TECHNICAL ABSTRACT (Limit 2000 characters, approximately 200 words)
The one CFD modeling area that has remained the most challenging, yet most critical to the success of integrated propulsion system simulations, is turbulence modeling. There is a need to develop mid-level CFD models for the interaction of turbulence and chemical reactions that give superior results to the simple models (e.g., Magnussen's Eddy Dissipation Concept), but which do not require the large computational expense of the very complex models (e.g., PDF evolution methods or the Linear Eddy Method). This SBIR program proposes to develop this capability by extending the Eddy Dissipation Concept of Magnussen (EDC) to allow for improved modeling of reacting flows—especially diffusion flames where the flow contains significant regions of mixing prior to combustion.

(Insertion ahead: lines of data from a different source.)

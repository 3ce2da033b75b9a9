//! # Seed Data Generator
//!
//! Populates the database with demo vecinos and generates the monthly
//! coupons of a year for development.
//!
//! ## Usage
//! ```bash
//! # 5 vecinos (when none exist) + coupons for the current year
//! cargo run -p vecinal-db --bin seed
//!
//! # Custom amount of vecinos and year
//! cargo run -p vecinal-db --bin seed -- --vecinos 20 --year 2025
//!
//! # Specify database path (overrides VECINAL_DB_PATH)
//! cargo run -p vecinal-db --bin seed -- --db ./data/vecinal.db
//! ```
//!
//! Amount, discounts and description come from `VECINAL_COUPON_*`.
//! Generation is idempotent, so running the seed twice for the same year
//! creates nothing the second time.

use chrono::Utc;
use std::env;
use tracing_subscriber::EnvFilter;
use uuid::Uuid;
use vecinal_core::display::{format_currency, format_date};
use vecinal_core::{Money, User, VECINO_ROLE};
use vecinal_db::{Database, VecinalConfig};

/// Demo names for generated vecinos.
const FIRST_NAMES: &[&str] = &[
    "Ana", "Bernardo", "Camila", "Diego", "Elena", "Felipe", "Gabriela", "Héctor", "Isidora",
    "Joaquín", "Karen", "Luis", "Marcela", "Nicolás", "Olga", "Pablo",
];

const LAST_NAMES: &[&str] = &[
    "Rojas", "Soto", "Muñoz", "González", "Díaz", "Pérez", "Contreras", "Silva", "Morales",
    "Fuentes", "Vargas",
];

#[tokio::main]
async fn main() -> Result<(), Box<dyn std::error::Error>> {
    init_logging();

    let args: Vec<String> = env::args().collect();

    let mut config = VecinalConfig::load()?;
    let mut vecino_count: usize = 5;
    let mut year: Option<i32> = None;

    let mut i = 1;
    while i < args.len() {
        match args[i].as_str() {
            "--vecinos" | "-n" => {
                if i + 1 < args.len() {
                    vecino_count = args[i + 1].parse().unwrap_or(5);
                    i += 1;
                }
            }
            "--year" | "-y" => {
                if i + 1 < args.len() {
                    year = args[i + 1].parse().ok();
                    i += 1;
                }
            }
            "--db" | "-d" => {
                if i + 1 < args.len() {
                    config.database_path = args[i + 1].clone().into();
                    i += 1;
                }
            }
            "--help" | "-h" => {
                println!("Vecinal Seed Data Generator");
                println!();
                println!("Usage: seed [OPTIONS]");
                println!();
                println!("Options:");
                println!("  -n, --vecinos <N>  Demo vecinos to create when none exist (default: 5)");
                println!("  -y, --year <YEAR>  Year to generate coupons for (default: current year)");
                println!("  -d, --db <PATH>    Database file path (default: VECINAL_DB_PATH or ./vecinal.db)");
                println!("  -h, --help         Show this help message");
                return Ok(());
            }
            _ => {}
        }
        i += 1;
    }

    println!("🌱 Vecinal Seed Data Generator");
    println!("==============================");
    println!("Database: {}", config.database_path.display());
    println!("Amount:   {}", Money::from_pesos(config.coupon_amount));
    println!();

    let db = Database::new(config.db_config()).await?;

    println!("✓ Connected to database");
    println!("✓ Migrations applied");

    // Vecinos
    let users = db.users();
    let existing = users.count_by_role(VECINO_ROLE).await?;
    if existing > 0 {
        println!("⚠ Database already has {} vecinos, not creating more", existing);
    } else {
        for n in 0..vecino_count {
            users.insert(&demo_user(n, VECINO_ROLE)).await?;
        }
        users.insert(&demo_user(vecino_count, "administrador")).await?;
        println!("✓ Created {} vecinos and 1 administrador", vecino_count);
    }

    // Coupons
    println!();
    println!("Generating monthly coupons...");

    let service = db.coupon_service();
    let start = std::time::Instant::now();
    let created = service
        .generate_monthly(config.generation_options(year))
        .await?;
    let elapsed = start.elapsed();

    println!("✓ Generated {} coupons in {:?}", created.len(), elapsed);

    if let (Some(first), Some(last)) = (
        created.iter().filter_map(|c| c.due_date).min(),
        created.iter().filter_map(|c| c.due_date).max(),
    ) {
        println!("  Due dates: {} → {}", format_date(Some(first)), format_date(Some(last)));
    }

    let billed: i64 = created.iter().map(|c| c.amount).sum();
    let discounted: i64 = created.iter().map(|c| c.discounted_amount().pesos()).sum();
    println!("  Billed:    {}", format_currency(Some(billed)));
    println!("  After discounts: {}", format_currency(Some(discounted)));

    println!();
    println!("Vecinos:");
    for vecino in service.list_vecinos().await? {
        let coupons = service.list_vecino_coupons(&vecino.id).await?;
        println!("  {:<28} {:>3} coupons", vecino.full_name, coupons.len());
    }

    db.close().await;

    println!();
    println!("✓ Seed complete!");

    Ok(())
}

fn init_logging() {
    let filter = EnvFilter::try_from_default_env()
        .unwrap_or_else(|_| EnvFilter::new("info,vecinal=debug,sqlx=warn"));

    tracing_subscriber::fmt().with_env_filter(filter).init();
}

/// Builds a user with a deterministic demo name, email and RUT.
fn demo_user(seed: usize, role: &str) -> User {
    let first = FIRST_NAMES[seed % FIRST_NAMES.len()];
    let last = LAST_NAMES[(seed * 7) % LAST_NAMES.len()];
    let body = 10_000_000 + seed * 137_911;

    User {
        id: Uuid::new_v4().to_string(),
        full_name: format!("{} {}", first, last),
        email: format!(
            "{}.{}{}@vecinal.example",
            first.to_lowercase(),
            last.to_lowercase(),
            seed
        ),
        rut: format!("{}-{}", body, rut_check_digit(body)),
        role: role.to_string(),
        created_at: Utc::now(),
    }
}

/// Módulo 11 check digit of a Chilean RUT body.
fn rut_check_digit(mut body: usize) -> char {
    let mut sum = 0;
    let mut factor = 2;
    while body > 0 {
        sum += (body % 10) * factor;
        body /= 10;
        factor = if factor == 7 { 2 } else { factor + 1 };
    }
    match 11 - (sum % 11) {
        11 => '0',
        10 => 'K',
        d => char::from_digit(d as u32, 10).unwrap_or('0'),
    }
}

In Phase I, the proposed approach will be demonstrated using a Magnussen model with a global one-step reaction mechanism. The effect of the modified model on the predicted combustion relative to the original Magnussen EDC will be demonstrated on a test case.

POTENTIAL NASA COMMERCIAL APPLICATIONS (Limit 1500 characters, approximately 150 words)
The proposed tool can be implemented into production CFD codes such as Wind-US, Fluent, OpenFOAM, Vulcan, etc., which are used widely by a large population for various applications. Today, these CFD software are heavily relied upon for the design and analysis of systems such as combustion engines, jet engines, augmenters, gas turbines, scramjets, reactors, power plants and many others. The proposed capability (extended EDC model) will be applicable to majority of cases where the classic EDC model is presently used in modeling combustion systems. The advantage of achieving higher computational efficiency with detailed chemistry capabilities will enhance the use of such CFD codes for combustion related problems.
The proposed extended-EDC model will improve the turbulence-chemistry modeling capabilities of CFD software that NASA is using for the design, analysis, and optimization of advanced propulsion-airframe integrated systems for future subsonic, supersonic and hypersonic applications. Propulsion system integration challenges are encountered across all of the speed regimes from subsonic "N+3" vehicle concepts to supersonic "N+2" vehicle concepts.

POTENTIAL NON-NASA COMMERCIAL APPLICATIONS (Limit 1500 characters, approximately 150 words)
The proposed extended-EDC model can be used for gas turbine, process furnace, and IC engine applications. The model can be used to improve and optimize the design of gas turbine combustors with reduced emissions. It can be used to improve the capabilities of CFD software in predicting NOx formation in gas, oil and coal flames.

TECHNOLOGY TAXONOMY MAPPING (NASA's technology taxonomy has been developed by the SBIR-STTR program to disseminate awareness of proposed and awarded R/R&D in the agency. It is a listing of over 100 technologies, sorted into broad categories, of interest to NASA.)
Atmospheric Propulsion

Form Generated on 11-22-11 13:43